(Dataset entries)
• • • • • • •

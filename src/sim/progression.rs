//! Score and altitude progression
//!
//! Altitude is not a physical quantity: it grows by exactly the same gain as
//! the score, so difficulty tracks how long the player has survived.

use serde::{Deserialize, Serialize};

use super::buffs::BuffKind;
use super::state::PlayerState;
use crate::tuning::Tuning;

#[derive(Debug, Clone, Default, PartialEq, Serialize, Deserialize)]
pub struct Progression {
    /// Monotonic proxy for distance travelled
    pub altitude: f32,
}

impl Progression {
    /// Advance one fixed simulation step. Returns the gain applied.
    ///
    /// The gain is per step, not scaled by wall-clock time.
    pub fn advance(&mut self, player: &mut PlayerState, tuning: &Tuning) -> f32 {
        let gain = if player.buffs.is_active(BuffKind::DoubleScore) {
            tuning.double_gain
        } else {
            tuning.base_gain
        };
        player.score += gain;
        self.altitude += gain;
        gain
    }

    pub fn reset(&mut self) {
        self.altitude = 0.0;
    }
}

• • • • • • •

▸ What the task requires
Look for the word "tuning". Copy out every line of the data that has it.

▸ Result for this task
use crate::tuning::Tuning;
    pub fn advance(&mut self, player: &mut PlayerState, tuning: &Tuning) -> f32 {
            tuning.double_gain
            tuning.base_gain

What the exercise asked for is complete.